Have you ever seen the German TV series Dark? It involves time travel, but not in a hokey Back the the Future kind of way. (You know, because it’s dark.) It’s all about the nature of time, destiny, whether actions are free will or ordained to happen because there is more than one reality and you take the same actions over and over again in each one. There might be minor differences between timelines and realities, but your general story arc produces the same results.

Maybe watching that series had something to do with my thoughts. I don’t really understand quantum physics, time-bending, or things like Schrödinger’s cat, but if there is more than one reality, maybe that heart attack was the pain of Inigo’s passing in an another one. Heaven knows when we said goodbye in this reality, it physically felt like a kick in the chest.

Really, they ought to drum me out of science writing, with theories like that. But who knows? I don’t believe in any gods, but plenty of prominent scientists talk about things like time, other universes, and other realities. If there is science to the concept of multiple realities, I’m all for it.

Thanks, Mom!

It’s Saturday night in October, which for me can mean only one thing: watching something spooky. Today is also my mother’s birthday, although she passed away in 2000. I have her to thank for my love of horror movies and TV shows. She used to let me stay up late to watch Kolchak: The Night Stalker, a series about a reporter who often ends up writing investigative pieces about homicides that involve the supernatural, none of which ever get published because his editor thinks he’s off his rocker. It was a great little series, and NBC made it available to watch online, so I’ll be indulging in that in her honor starting tonight.

TV character Carl Kolchak at a typewriter writing.
I’ll bet that typewriter is a Royal. (Image: NBC)

Ya know, I’ve always credited my choice of journalism as a career to watching too many episodes of Lou Grant as a kid, but now that I think of it, maybe Carl Kolchak had something to do with it.

Another of my mother’s favorites was was Trilogy of Terror. One night we watched it while we were on the phone, she on Long Island, me in Virginia. That’s one of my favorite memories of her, actually.

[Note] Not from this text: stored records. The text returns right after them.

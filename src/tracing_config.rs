//! Tracing setup for the `snipfix` binary.
//!
//! Three output formats, selected by `SNIPFIX_LOG_FORMAT`:
//!
//! - `text` (default): flat `tracing-subscriber` lines
//! - `tree`: indented spans and events via `tracing-tree`
//! - `json`: one JSON object per span/event
//!
//! ## Quick start
//!
//! ```bash
//! # Follow one snippet through every stage
//! SNIPFIX_LOG=debug SNIPFIX_LOG_FORMAT=tree snipfix snippet.js
//!
//! # Per-identifier decisions of the fixer only
//! SNIPFIX_LOG="snipfix_fixer=trace" snipfix snippet.js
//! ```
//!
//! A bare level in `SNIPFIX_LOG` (`SNIPFIX_LOG=debug`) applies to the pipeline
//! crates only, so regex compilation and other dependencies stay quiet. Any
//! value with a `target=` directive is used as written.
//!
//! The subscriber is only installed when `SNIPFIX_LOG` (or `RUST_LOG`) is set.

use tracing_subscriber::prelude::*;
use tracing_subscriber::{EnvFilter, Registry, fmt};

/// Tracing output format.
#[derive(Debug, Clone, Copy, PartialEq, Eq)]
pub enum LogFormat {
    Text,
    Tree,
    Json,
}

impl LogFormat {
    /// Parse a `SNIPFIX_LOG_FORMAT` value. Unknown values mean `Text`.
    #[must_use]
    pub fn parse(value: &str) -> Self {
        match value.to_lowercase().as_str() {
            "tree" => Self::Tree,
            "json" => Self::Json,
            _ => Self::Text,
        }
    }

    fn from_env() -> Self {
        Self::parse(&std::env::var("SNIPFIX_LOG_FORMAT").unwrap_or_default())
    }
}

/// Targets that make up the pipeline.
const PIPELINE_TARGETS: [&str; 5] = [
    "snipfix",
    "snipfix_common",
    "snipfix_scanner",
    "snipfix_fixer",
    "snipfix_explain",
];

const LEVELS: [&str; 6] = ["off", "error", "warn", "info", "debug", "trace"];

/// Expand a bare `SNIPFIX_LOG` level into one directive per pipeline crate.
#[must_use]
pub fn expand_directives(value: &str) -> String {
    let level = value.trim().to_lowercase();
    if !LEVELS.contains(&level.as_str()) {
        return value.to_string();
    }
    PIPELINE_TARGETS
        .iter()
        .map(|target| format!("{target}={level}"))
        .collect::<Vec<_>>()
        .join(",")
}

/// `SNIPFIX_LOG` wins over `RUST_LOG`.
fn build_filter() -> EnvFilter {
    if let Ok(val) = std::env::var("SNIPFIX_LOG") {
        EnvFilter::builder().parse_lossy(expand_directives(&val))
    } else {
        EnvFilter::from_default_env()
    }
}

/// Install the global subscriber, writing to stderr.
///
/// Does nothing unless `SNIPFIX_LOG` or `RUST_LOG` is set, so stdout stays
/// reserved for the report.
pub fn init_tracing() {
    let has_snipfix_log = std::env::var("SNIPFIX_LOG").is_ok();
    let has_rust_log = std::env::var("RUST_LOG").is_ok();
    if !has_snipfix_log && !has_rust_log {
        return;
    }

    let filter = build_filter();

    match LogFormat::from_env() {
        LogFormat::Tree => {
            let tree_layer = tracing_tree::HierarchicalLayer::default()
                .with_indent_amount(2)
                .with_indent_lines(true)
                .with_targets(true);

            Registry::default().with(filter).with(tree_layer).init();
        }
        LogFormat::Json => {
            let json_layer = fmt::layer().json().with_writer(std::io::stderr);

            Registry::default().with(filter).with(json_layer).init();
        }
        LogFormat::Text => {
            tracing_subscriber::fmt()
                .with_env_filter(filter)
                .with_writer(std::io::stderr)
                .init();
        }
    }
}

We would both yell at our TVs at the same time, “Don’t open the door!”

An evil doll carrying a knife in its mouth.
Peace was never an option. (Image: ABC)

I wonder what my mother would think of today’s horror. It’s so much more graphic than it was when I was growing up, and the most popular shows, like American Horror Story (AHS), have an element of dark psychological suspense that can be triggering or traumatizing for some folks. She probably would have loved AHS, actually, although maybe not the seasons with Jessica Lange. My mother couldn’t stand her. She thought Lange “always had the same face, putting a puss on.” But my mother definitely would have loved the seasons with Kathy Bates, who became one of her heroes because of Fried Green Tomatoes.

My mother loved mysteries, as well, and would have loved shows that blended mystery with genres like southern gothic, like the first season of True Detectives—which I find to be some of the most terrifying TV ever made simply because it’s entirely possible that somewhere in the rural South, some dude is right this second walking around wearing tighty-whities and a gasmask and wielding a machete.

I don’t know how my mother would have felt about some of the darker movies, though. She might have liked the Conjuring series,but maybe the Sinister series would have been a little too dark. On the other hand, she probably would have found anything by Ari Aster as ridiculous as I do. Indeed, Florence Pugh very nearly became my Jessica Lange as the first time I saw her was her performance in Midsommar, where she ugly-cried through the whole thing. If I hadn’t decided to ignore my initial reaction to seeing her name as the lead in Don’t Worry Darling and consequently enjoyed the movie, I might still be avoiding her. However, only my deep and abiding adoration of Joaquin Phoenix will compel me to watch Aster’s latest effort, Beau is Afraid, and I’m hoping that Phoenix’s talent will override Aster’s penchant for downright stupid climaxes and flat endings.

What have you been watching this month? And are you a year-rounder like me?